Enhancing Growth and Salinity Stress Tolerance in Arabidopsis with Low-Dose Gamma Radiation Priming through a Hormesis Approach

Abstract

Hormesis describes a biphasic response where low-dose exposure triggers positive physiological effects, while higher doses become detrimental. Priming, based on the concept of hormesis, suggests that low doses of a stressor induce beneficial adaptive responses, improving resilience to subsequent, more intense stressors in plants. Ionizing radiation is an interesting method for inducing priming (radio-priming) due to its potential to trigger molecular, biochemical, and physiological responses. Yet, the effects of varying radiation doses, applied at different developmental stages or to distinct plant materials, remain poorly understood, as do the long-term impacts on plant performance. This study evaluated the short- and long-term effects of gamma radiation on Arabidopsis thaliana growth and salinity stress response. Various plant materials were irradiated with increasing gamma doses (5–200 Gray, Gy), and subsequently exposed to salinity stress. Changes in growth, biochemical parameters, gene regulation, and fitness were compared in the different treatments. Low-dose gamma radiation (5–10 Gy) enhanced growth in non-saline and mild salinity conditions, increasing rosette area by 40% in soaked seeds. The 5 Gy treatment also enhanced root growth under severe salinity stress.
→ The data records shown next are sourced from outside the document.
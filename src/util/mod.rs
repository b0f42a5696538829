//! Shared utilities

pub mod config;
pub mod context;
pub mod diagnostic;
pub mod fs;
pub mod hash;
pub mod process;
pub mod shell;

pub use config::Config;
pub use context::GlobalContext;
pub use diagnostic::Diagnostic;
pub use shell::Shell;
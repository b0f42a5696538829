//! Per-module build environment.
//!
//! An `EnvStore` maps variable names to ordered token lists, keeping the order
//! in which variables were first written. Writes append by default; a variable
//! can be marked as an override, in which case it replaces whatever an earlier
//! writer contributed when the store is rendered into an environment file.

use std::fmt;

/// How a variable's tokens combine with earlier writers.
#[derive(Debug, Clone, Copy, PartialEq, Eq)]
pub enum EnvOp {
    /// Extend earlier tokens (`+=`)
    Append,
    /// Replace earlier tokens (`:=`)
    Override,
}

impl fmt::Display for EnvOp {
    fn fmt(&self, f: &mut fmt::Formatter<'_>) -> fmt::Result {
        match self {
            EnvOp::Append => write!(f, "+="),
            EnvOp::Override => write!(f, ":="),
        }
    }
}

/// One variable in a store.
#[derive(Debug, Clone, PartialEq, Eq)]
pub struct EnvVar {
    pub name: String,
    pub op: EnvOp,
    pub tokens: Vec<String>,
}

/// Ordered variable name -> tokens mapping.
#[derive(Debug, Clone, Default, PartialEq, Eq)]
pub struct EnvStore {
    vars: Vec<EnvVar>,
}

impl EnvStore {
    /// Create an empty store.
    pub fn new() -> Self {
        EnvStore { vars: Vec::new() }
    }

    fn entry(&mut self, name: &str, op: EnvOp) -> &mut EnvVar {
        let pos = match self.vars.iter().position(|v| v.name == name) {
            Some(pos) => pos,
            None => {
                self.vars.push(EnvVar {
                    name: name.to_string(),
                    op,
                    tokens: Vec::new(),
                });
                self.vars.len() - 1
            }
        };
        &mut self.vars[pos]
    }

    /// Append a token to a variable, creating it if needed.
    pub fn append(&mut self, name: &str, token: impl Into<String>) {
        self.entry(name, EnvOp::Append).tokens.push(token.into());
    }

    /// Append several tokens to a variable.
    pub fn extend<I, S>(&mut self, name: &str, tokens: I)
    where
        I: IntoIterator<Item = S>,
        S: Into<String>,
    {
        let var = self.entry(name, EnvOp::Append);
        var.tokens.extend(tokens.into_iter().map(Into::into));
    }

    /// Replace a variable's tokens and mark it as an override.
    pub fn set_override<I, S>(&mut self, name: &str, tokens: I)
    where
        I: IntoIterator<Item = S>,
        S: Into<String>,
    {
        let var = self.entry(name, EnvOp::Override);
        var.op = EnvOp::Override;
        var.tokens = tokens.into_iter().map(Into::into).collect();
    }

    /// Fold another store into this one, respecting its operators.
    pub fn merge(&mut self, other: &EnvStore) {
        for var in &other.vars {
            match var.op {
                EnvOp::Append => self.extend(&var.name, var.tokens.iter().cloned()),
                EnvOp::Override => self.set_override(&var.name, var.tokens.iter().cloned()),
            }
        }
    }

    /// Tokens of a variable, if set.
    pub fn get(&self, name: &str) -> Option<&[String]> {
        self.vars
            .iter()
            .find(|v| v.name == name)
            .map(|v| v.tokens.as_slice())
    }

    /// Whether the store defines `name`.
    pub fn contains(&self, name: &str) -> bool {
        self.vars.iter().any(|v| v.name == name)
    }

    /// Variables in first-write order.
    pub fn iter(&self) -> impl Iterator<Item = &EnvVar> {
        self.vars.iter()
    }

    /// Variable names in first-write order.
    pub fn names(&self) -> impl Iterator<Item = &str> {
        self.vars.iter().map(|v| v.name.as_str())
    }

    pub fn len(&self) -> usize {
        self.vars.len()
    }

    pub fn is_empty(&self) -> bool {
        self.vars.is_empty()
    }
}

#[cfg(test)]
mod tests {
    use super::*;

    #[test]
    fn test_append_keeps_token_order() {
        let mut env = EnvStore::new();
        env.append("USERINCLUDES", "-I/a/include");
        env.append("USERLIBS", "-L/a/lib");
        env.append("USERINCLUDES", "-I/b/include");

        assert_eq!(
            env.get("USERINCLUDES"),
            Some(&["-I/a/include".to_string(), "-I/b/include".to_string()][..])
        );
        assert_eq!(env.names().collect::<Vec<_>>(), vec!["USERINCLUDES", "USERLIBS"]);
    }

    #[test]
    fn test_override_replaces_tokens() {
        let mut env = EnvStore::new();
        env.extend("CXXFLAGS", ["-O2", "-g"]);
        env.set_override("CXXFLAGS", ["-O0"]);

        let var = env.iter().next().unwrap();
        assert_eq!(var.op, EnvOp::Override);
        assert_eq!(var.tokens, vec!["-O0"]);
        assert_eq!(env.len(), 1);
    }

    #[test]
    fn test_merge_respects_operators() {
        let mut base = EnvStore::new();
        base.append("USERINCLUDES", "-I/a/include");
        base.append("CXXFLAGS", "-O2");

        let mut user = EnvStore::new();
        user.append("USERINCLUDES", "-I/extra");
        user.set_override("CXXFLAGS", ["-O0"]);
        base.merge(&user);

        assert_eq!(base.get("USERINCLUDES").unwrap().len(), 2);
        assert_eq!(base.get("CXXFLAGS"), Some(&["-O0".to_string()][..]));
    }
}
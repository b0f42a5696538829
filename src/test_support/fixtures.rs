//! Test fixtures for common test scenarios.
//!
//! A [`StackFixture`] owns a temporary directory in which module
//! installations can be laid out, either complete (every required file
//! present) or empty.

use std::fs;
use std::path::{Path, PathBuf};

use tempfile::TempDir;

use crate::core::module::Module;
use crate::core::module_id::ModuleId;

/// Temporary root for module installations and stack files.
pub struct StackFixture {
    root: TempDir,
}

impl StackFixture {
    pub fn new() -> Self {
        StackFixture {
            root: TempDir::new().unwrap(),
        }
    }

    pub fn path(&self) -> &Path {
        self.root.path()
    }

    /// Installation path used for `id`.
    pub fn install_path(&self, id: ModuleId) -> PathBuf {
        self.root.path().join(id.as_str())
    }

    /// A module with an empty installation directory.
    pub fn declared(&self, id: ModuleId) -> Module {
        let path = self.install_path(id);
        fs::create_dir_all(&path).unwrap();
        Module::new(id, path, "v01-00")
    }

    /// A module whose installation directory holds every required file.
    pub fn installed(&self, id: ModuleId) -> Module {
        let module = self.declared(id);
        populate(&module);
        module
    }

    /// Write a stack file and return its path.
    pub fn write_stack(&self, contents: &str) -> PathBuf {
        let path = self.root.path().join("ilcstack.toml");
        fs::write(&path, contents).unwrap();
        path
    }
}

impl Default for StackFixture {
    fn default() -> Self {
        Self::new()
    }
}

/// Create the first alternative of every required file group of `module`.
pub fn populate(module: &Module) {
    for group in &module.required_files {
        if let Some(file) = group.alternatives().first() {
            let path = module.install_path.join(file);
            if let Some(parent) = path.parent() {
                fs::create_dir_all(parent).unwrap();
            }
            fs::write(path, "").unwrap();
        }
    }
}
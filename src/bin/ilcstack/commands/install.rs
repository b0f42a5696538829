//! `ilcstack install` command

use anyhow::Result;

use crate::cli::InstallArgs;
use crate::commands::{load_prepared, parse_module};
use ilcstack::builder::events::BuildEvent;
use ilcstack::ops::install::{install, InstallOptions};
use ilcstack::util::shell::Status;
use ilcstack::util::{GlobalContext, Shell};

pub fn execute(args: InstallArgs, gctx: &GlobalContext, shell: &Shell) -> Result<()> {
    let modules = args
        .modules
        .iter()
        .map(|name| parse_module(name))
        .collect::<Result<Vec<_>>>()?;

    let (loaded, mut prepared, mut runner) = load_prepared(gctx, shell)?;
    let opts = InstallOptions { modules };

    let report = install(&mut prepared, &loaded.settings, &opts, &mut runner, &mut |event| {
        print_event(shell, event)
    })?;

    shell.status(
        Status::Finished,
        format!(
            "{} module(s) built in {:.2}s, log in {}",
            report.built(),
            report.duration.as_secs_f64(),
            loaded.settings.log_file.display()
        ),
    );
    Ok(())
}

fn print_event(shell: &Shell, event: &BuildEvent) {
    if shell.is_json() {
        shell.json_event(event);
        return;
    }

    match event {
        BuildEvent::ModuleStarted {
            module,
            version,
            backend,
        } => shell.status(Status::Installing, format!("{} {} ({})", module, version, backend)),
        BuildEvent::StepFinished {
            module,
            step,
            skipped: true,
        } => shell.status(Status::Skipped, format!("{}: {}", module, step)),
        BuildEvent::StepFinished { module, step, .. } => {
            if shell.is_verbose() {
                shell.status(Status::Info, format!("{}: {} done", module, step));
            }
        }
        BuildEvent::ModuleFinished {
            module,
            success: true,
            ..
        } => shell.status(Status::Finished, module),
        // warnings are already logged where they are raised
        BuildEvent::Warning { .. } | BuildEvent::ModuleFinished { .. } | BuildEvent::BuildFinished { .. } => {}
    }
}
//! Static per-module metadata.
//!
//! A descriptor says which files prove a module is installed, which other
//! modules it needs, and which of its optional modules the CMake backend can
//! discover on its own ("build with" candidates).

use std::path::Path;

use crate::builder::backend::BackendKind;
use crate::core::module_id::ModuleId;

/// Role of a module inside the stack.
#[derive(Debug, Clone, Copy, PartialEq, Eq)]
pub enum ModuleRole {
    /// Hosts plugin packages through a link directory and generated env files.
    Framework,
    /// Plugin package compiled inside a framework's workspace.
    Package,
    /// Self-contained library other modules build against.
    Library,
}

/// A group of alternative files; any single one present satisfies the group.
#[derive(Debug, Clone, PartialEq, Eq)]
pub struct FileGroup(pub Vec<String>);

impl FileGroup {
    /// Create a group from alternatives.
    pub fn new<I, S>(alternatives: I) -> Self
    where
        I: IntoIterator<Item = S>,
        S: Into<String>,
    {
        FileGroup(alternatives.into_iter().map(Into::into).collect())
    }

    /// Check whether any alternative exists below `root`.
    pub fn is_satisfied(&self, root: &Path) -> bool {
        self.0.iter().any(|f| root.join(f).exists())
    }

    /// The alternatives of this group.
    pub fn alternatives(&self) -> &[String] {
        &self.0
    }
}

impl std::fmt::Display for FileGroup {
    fn fmt(&self, f: &mut std::fmt::Formatter<'_>) -> std::fmt::Result {
        write!(f, "{}", self.0.join(" | "))
    }
}

/// Static metadata for one module.
#[derive(Debug, Clone)]
pub struct ModuleDescriptor {
    pub id: ModuleId,
    pub role: ModuleRole,
    /// Files that must exist in the installation path
    pub required_files: Vec<FileGroup>,
    /// Modules that must be installed before this one is built
    pub required: Vec<ModuleId>,
    /// Modules wired in when present and compatible
    pub optional: Vec<ModuleId>,
    /// Optional modules the CMake backend discovers by itself
    pub build_with: Vec<ModuleId>,
    /// Library name used for the default `USERLIBS` contribution
    pub library: Option<&'static str>,
}

impl ModuleDescriptor {
    /// Look up the built-in descriptor for a module.
    pub fn for_id(id: ModuleId) -> Self {
        use ModuleId::*;

        match id {
            Marlin => ModuleDescriptor {
                id,
                role: ModuleRole::Framework,
                required_files: vec![lib_group("Marlin"), FileGroup::new(["bin/Marlin"])],
                required: vec![Lcio],
                optional: vec![
                    MarlinUtil,
                    CedViewer,
                    MarlinReco,
                    PandoraPfa,
                    SiliconDigi,
                    LcfiVertex,
                    Gear,
                    Clhep,
                    Lccd,
                    Raida,
                ],
                build_with: vec![Gear, Clhep, Lccd, Raida],
                library: Some("Marlin"),
            },
            MarlinUtil | CedViewer | MarlinReco | PandoraPfa | SiliconDigi | LcfiVertex => {
                ModuleDescriptor::package(id)
            }
            Lcio => ModuleDescriptor::library(id, "lcio", vec![]),
            Gear => ModuleDescriptor::library(id, "gear", vec![]),
            Clhep => ModuleDescriptor::library(id, "CLHEP", vec![]),
            Lccd => ModuleDescriptor::library(id, "lccd", vec![Lcio]),
            Raida => ModuleDescriptor::library(id, "RAIDA", vec![]),
            AidaJni => ModuleDescriptor::library(id, "AIDAJNI", vec![]),
            Qt => ModuleDescriptor {
                id,
                role: ModuleRole::Library,
                required_files: vec![FileGroup::new(["bin/qmake"])],
                required: vec![],
                optional: vec![],
                build_with: vec![],
                library: None,
            },
        }
    }

    fn package(id: ModuleId) -> Self {
        ModuleDescriptor {
            id,
            role: ModuleRole::Package,
            required_files: vec![lib_group(id.as_str())],
            required: vec![],
            optional: vec![],
            build_with: vec![],
            library: Some(id.as_str()),
        }
    }

    fn library(id: ModuleId, lib: &'static str, required: Vec<ModuleId>) -> Self {
        ModuleDescriptor {
            id,
            role: ModuleRole::Library,
            required_files: vec![lib_group(lib)],
            required,
            optional: vec![],
            build_with: vec![],
            library: Some(lib),
        }
    }

    /// Whether this module hosts a package link directory.
    pub fn hosts_packages(&self) -> bool {
        self.role == ModuleRole::Framework
    }

    /// Whether this module can be wired into a consumer built with `backend`.
    ///
    /// Plugin packages are compiled in-tree through the link directory, which
    /// only the make backend does; under CMake they are separate projects.
    pub fn wireable_into(&self, backend: BackendKind) -> bool {
        match self.role {
            ModuleRole::Package => backend == BackendKind::Make,
            ModuleRole::Framework | ModuleRole::Library => true,
        }
    }

    /// Whether `id` is a "build with" candidate of this module.
    pub fn is_build_with(&self, id: ModuleId) -> bool {
        self.build_with.contains(&id)
    }
}

/// Static or shared library alternatives for `name`.
fn lib_group(name: &str) -> FileGroup {
    FileGroup::new([
        format!("lib/lib{}.a", name),
        format!("lib/lib{}.so", name),
        format!("lib/lib{}.dylib", name),
    ])
}

#[cfg(test)]
mod tests {
    use super::*;
    use tempfile::TempDir;

    #[test]
    fn test_marlin_descriptor() {
        let desc = ModuleDescriptor::for_id(ModuleId::Marlin);
        assert!(desc.hosts_packages());
        assert_eq!(desc.required, vec![ModuleId::Lcio]);
        assert!(desc.is_build_with(ModuleId::Gear));
        assert!(!desc.is_build_with(ModuleId::MarlinUtil));
        // every build-with candidate is also optional
        for id in &desc.build_with {
            assert!(desc.optional.contains(id));
        }
    }

    #[test]
    fn test_file_group_any_alternative() {
        let tmp = TempDir::new().unwrap();
        std::fs::create_dir_all(tmp.path().join("lib")).unwrap();

        let group = lib_group("gear");
        assert!(!group.is_satisfied(tmp.path()));

        std::fs::write(tmp.path().join("lib/libgear.so"), "").unwrap();
        assert!(group.is_satisfied(tmp.path()));
    }

    #[test]
    fn test_packages_only_wire_into_make() {
        let desc = ModuleDescriptor::for_id(ModuleId::MarlinReco);
        assert!(desc.wireable_into(BackendKind::Make));
        assert!(!desc.wireable_into(BackendKind::CMake));

        let gear = ModuleDescriptor::for_id(ModuleId::Gear);
        assert!(gear.wireable_into(BackendKind::CMake));
    }
}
Conversely, doses exceeding 40 Gy were generally detrimental. Radio-primed plants under salinity stress showed rapid upregulation of LOX2, GLYI7, NHX2, and SOS1. Fitness analysis revealed that the 5 Gy-treated plants produced more seeds per silique under saline conditions. These results confirm that low-dose gamma radiation enhances salinity tolerance in A. thaliana, aligning with the hormesis hypothesis by promoting growth and activating stress-response genes without compromising plant fitness.